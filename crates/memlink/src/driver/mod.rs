//! Driver abstraction over emulator transports.
//!
//! A driver connects to one kind of emulator integration and exposes the
//! same five operations regardless of transport:
//!
//! - [`SharedMemoryDriver`]: reads a mirrored snapshot from shared memory
//!   and sends writes over a named pipe side channel
//! - [`UdpDriver`]: declares read windows over the UDP instruction
//!   protocol and reads the pushed region
//! - [`StaticDriver`]: fixed in-process snapshot for tests and demos
//!
//! New transports implement [`Driver`] without touching the probe loop.

use crate::error::Result;
use crate::platform::{MemoryAddressBlock, PlatformEntry};
use async_trait::async_trait;
use serde::Serialize;
use std::time::Duration;

mod fixture;
mod pipe;
mod shared_memory;
mod udp;

pub use fixture::{RecordedWrite, STATIC_DRIVER_NAME, StaticDriver};
pub use pipe::WriteRequest;
pub use shared_memory::{
    METADATA_REGION_SIZE, SHARED_MEMORY_DRIVER_NAME, SUPPORTED_INTEGRATION_VERSION,
    SharedMemoryDriver, SharedMemoryDriverConfig,
};
pub use udp::{UDP_DRIVER_NAME, UdpDriver, UdpDriverConfig};

/// Bytes read from one memory range.
#[derive(Debug, Clone, PartialEq, Eq, Serialize)]
pub struct BlockData {
    /// Console address of the first byte
    pub start: u32,
    /// Memory contents
    pub data: Vec<u8>,
}

impl BlockData {
    /// Create a block
    pub fn new(start: u32, data: Vec<u8>) -> Self {
        Self { start, data }
    }
}

/// One transport to an emulator integration.
#[async_trait]
pub trait Driver: Send + Sync {
    /// Human-readable driver name, unique among registered drivers
    fn name(&self) -> &str;

    /// Minimum delay callers should leave between reads
    fn delay_between_reads(&self) -> Duration;

    /// Platform of the connected game, when the transport reports one
    fn platform(&self) -> Option<&'static PlatformEntry> {
        None
    }

    /// Connect to the integration, replacing any previous connection.
    async fn establish_connection(&mut self) -> Result<()>;

    /// Whether the integration is reachable now.
    ///
    /// Connects first when not yet connected. Never returns an error;
    /// failures are logged and reported as `false`.
    async fn test_connection(&mut self) -> bool;

    /// Read the current memory contents.
    async fn read_bytes(&mut self, blocks: &[MemoryAddressBlock]) -> Result<Vec<BlockData>>;

    /// Write `bytes` at console address `address`.
    ///
    /// `path` names the property being written, for diagnostics.
    async fn write_bytes(&mut self, address: u32, bytes: &[u8], path: Option<&str>)
    -> Result<()>;

    /// Release the connection. Safe to call when not connected.
    async fn disconnect(&mut self);
}
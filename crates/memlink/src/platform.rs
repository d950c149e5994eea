//! Per-console memory layouts.
//!
//! Each supported system maps its logical memory domains (work RAM, I/O
//! RAM, ...) onto offsets inside the linear buffer the emulator integration
//! mirrors into shared memory. The table is static and read-only.

use serde::Serialize;
use std::time::Duration;

/// Emulated frame rate used to turn frame skip into wall-clock time.
pub const FRAMES_PER_SECOND: u32 = 60;

/// A named, inclusive, contiguous logical address range.
#[derive(Debug, Clone, PartialEq, Eq, Hash, Serialize)]
pub struct MemoryAddressBlock {
    /// Block name, usually the domain id
    pub name: String,
    /// First address
    pub start_address: u32,
    /// Last address, inclusive
    pub end_address: u32,
}

impl MemoryAddressBlock {
    /// Create a block; `start_address` must not exceed `end_address`.
    pub fn new(name: impl Into<String>, start_address: u32, end_address: u32) -> Self {
        debug_assert!(start_address <= end_address);
        Self {
            name: name.into(),
            start_address,
            end_address,
        }
    }

    /// Number of bytes covered
    pub const fn len(&self) -> u64 {
        self.end_address as u64 - self.start_address as u64 + 1
    }

    /// Always false; a block covers at least one address
    pub const fn is_empty(&self) -> bool {
        false
    }

    /// Whether `address` falls inside the block
    pub const fn contains(&self, address: u32) -> bool {
        self.start_address <= address && address <= self.end_address
    }

    /// Whether two blocks share any address
    pub const fn overlaps(&self, other: &Self) -> bool {
        self.start_address <= other.end_address && other.start_address <= self.end_address
    }
}

/// Where one console memory domain lives in the shared buffer.
#[derive(Debug, Clone, Copy, PartialEq, Eq, Serialize)]
pub struct DomainLayout {
    /// Domain name, sent as the write identifier
    pub domain_id: &'static str,
    /// First console address of the domain
    pub memory_start: u32,
    /// Offset of the domain in the shared buffer
    pub start_offset: i64,
    /// Domain size in bytes
    pub length: i32,
}

impl DomainLayout {
    /// Offset one past the last byte of the domain in the shared buffer
    pub const fn end_offset(&self) -> i64 {
        self.start_offset + self.length as i64
    }

    /// Whether `address` belongs to this domain.
    ///
    /// The upper bound is inclusive: `memory_start + length` still matches,
    /// which lets a caller address the byte just past a domain as its end.
    /// Use [`PlatformEntry::resolve`] to pick between adjacent domains.
    pub const fn contains(&self, address: u32) -> bool {
        let address = address as i64;
        let start = self.memory_start as i64;
        start <= address && address <= start + self.length as i64
    }

    /// Whether `address` is one of the domain's own bytes.
    pub const fn holds(&self, address: u32) -> bool {
        let address = address as i64;
        let start = self.memory_start as i64;
        start <= address && address < start + self.length as i64
    }

    /// Whether `length` bytes written `relative` bytes into the domain
    /// stay inside it
    pub const fn fits(&self, relative: u32, length: usize) -> bool {
        self.length >= 0
            && (relative as u64).saturating_add(length as u64) <= self.length as u64
    }

    /// Console address range covered by the domain
    pub fn address_block(&self) -> MemoryAddressBlock {
        let last = self.memory_start as u64 + (self.length.max(1) as u64) - 1;
        MemoryAddressBlock::new(
            self.domain_id,
            self.memory_start,
            u32::try_from(last).unwrap_or(u32::MAX),
        )
    }
}

/// Memory layout of one supported console.
#[derive(Debug, Clone, Copy, PartialEq, Eq, Serialize)]
pub struct PlatformEntry {
    /// System identifier as reported by the integration
    pub system_id: &'static str,
    /// Domains in shared-buffer order
    pub domains: &'static [DomainLayout],
    /// Frames between shared memory refreshes
    pub frame_skip_default: i32,
}

impl PlatformEntry {
    /// Domain containing `address`, with the address relative to the
    /// domain start.
    ///
    /// A domain holding the byte wins over one whose inclusive end merely
    /// touches it, so the first byte of a domain never resolves to its
    /// predecessor.
    pub fn resolve(&self, address: u32) -> Option<(&'static DomainLayout, u32)> {
        self.domains
            .iter()
            .find(|domain| domain.holds(address))
            .or_else(|| self.domains.iter().find(|domain| domain.contains(address)))
            .map(|domain| (domain, address - domain.memory_start))
    }

    /// Like [`PlatformEntry::resolve`], but only when all `length` bytes
    /// land inside the domain.
    pub fn resolve_write(
        &self,
        address: u32,
        length: usize,
    ) -> Option<(&'static DomainLayout, u32)> {
        self.resolve(address)
            .filter(|(domain, relative)| domain.fits(*relative, length))
    }

    /// Largest `end_offset` of any domain
    pub fn buffer_size(&self) -> usize {
        self.domains
            .iter()
            .map(|d| usize::try_from(d.end_offset()).unwrap_or(0))
            .max()
            .unwrap_or(0)
    }

    /// Console address ranges of all domains
    pub fn address_blocks(&self) -> Vec<MemoryAddressBlock> {
        self.domains.iter().map(DomainLayout::address_block).collect()
    }

    /// Minimum delay between reads derived from the default frame skip.
    ///
    /// A frame skip below one is treated as one frame.
    pub fn frame_interval(&self) -> Duration {
        let frames = u32::try_from(self.frame_skip_default.max(1)).unwrap_or(1);
        Duration::from_secs(1) * frames / FRAMES_PER_SECOND
    }
}

const NES_DOMAINS: &[DomainLayout] = &[
    DomainLayout {
        domain_id: "RAM",
        memory_start: 0x0000,
        start_offset: 0x0000,
        length: 0x800,
    },
    DomainLayout {
        domain_id: "PRG RAM",
        memory_start: 0x6000,
        start_offset: 0x0800,
        length: 0x2000,
    },
];

const SNES_DOMAINS: &[DomainLayout] = &[DomainLayout {
    domain_id: "WRAM",
    memory_start: 0x7E_0000,
    start_offset: 0,
    length: 0x2_0000,
}];

const GB_DOMAINS: &[DomainLayout] = &[
    DomainLayout {
        domain_id: "VRAM",
        memory_start: 0x8000,
        start_offset: 0x0000,
        length: 0x2000,
    },
    DomainLayout {
        domain_id: "SRAM",
        memory_start: 0xA000,
        start_offset: 0x2000,
        length: 0x2000,
    },
    DomainLayout {
        domain_id: "WRAM",
        memory_start: 0xC000,
        start_offset: 0x4000,
        length: 0x2000,
    },
    DomainLayout {
        domain_id: "HRAM",
        memory_start: 0xFF80,
        start_offset: 0x6000,
        length: 0x7F,
    },
];

const GBA_DOMAINS: &[DomainLayout] = &[
    DomainLayout {
        domain_id: "EWRAM",
        memory_start: 0x0200_0000,
        start_offset: 0,
        length: 0x4_0000,
    },
    DomainLayout {
        domain_id: "IWRAM",
        memory_start: 0x0300_0000,
        start_offset: 0x4_0000,
        length: 0x8000,
    },
];

const NDS_DOMAINS: &[DomainLayout] = &[DomainLayout {
    domain_id: "Main RAM",
    memory_start: 0x0200_0000,
    start_offset: 0,
    length: 0x40_0000,
}];

/// Supported systems.
pub static PLATFORMS: &[PlatformEntry] = &[
    PlatformEntry {
        system_id: "NES",
        domains: NES_DOMAINS,
        frame_skip_default: 1,
    },
    PlatformEntry {
        system_id: "SNES",
        domains: SNES_DOMAINS,
        frame_skip_default: 1,
    },
    PlatformEntry {
        system_id: "GB",
        domains: GB_DOMAINS,
        frame_skip_default: 1,
    },
    PlatformEntry {
        system_id: "GBC",
        domains: GB_DOMAINS,
        frame_skip_default: 1,
    },
    PlatformEntry {
        system_id: "GBA",
        domains: GBA_DOMAINS,
        frame_skip_default: 2,
    },
    PlatformEntry {
        system_id: "NDS",
        domains: NDS_DOMAINS,
        frame_skip_default: 4,
    },
];

/// Look up a system in `platforms`, ignoring ASCII case.
pub fn lookup_in(
    platforms: &'static [PlatformEntry],
    system_id: &str,
) -> Option<&'static PlatformEntry> {
    platforms
        .iter()
        .find(|p| p.system_id.eq_ignore_ascii_case(system_id))
}

/// Look up a system in [`PLATFORMS`].
pub fn lookup(system_id: &str) -> Option<&'static PlatformEntry> {
    lookup_in(PLATFORMS, system_id)
}

/// Largest domain end across all of [`PLATFORMS`].
///
/// The shared data region must be at least this large.
pub fn largest_domain_end() -> usize {
    PLATFORMS
        .iter()
        .map(PlatformEntry::buffer_size)
        .max()
        .unwrap_or(0)
}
□ □ □
= What you are asked to do =
Taking the listing above as the source, transcribe only the lines starting at the line with "returns an error;" and going through the line with "when not connected.", unaltered and with both ends included.

= Result for this exercise =
    /// Connects first when not yet connected. Never returns an error;
    /// failures are logged and reported as `false`.
    async fn test_connection(&mut self) -> bool;

    /// Read the current memory contents.
    async fn read_bytes(&mut self, blocks: &[MemoryAddressBlock]) -> Result<Vec<BlockData>>;

    /// Write `bytes` at console address `address`.
    ///
    /// `path` names the property being written, for diagnostics.
    async fn write_bytes(&mut self, address: u32, bytes: &[u8], path: Option<&str>)
    -> Result<()>;

    /// Release the connection. Safe to call when not connected.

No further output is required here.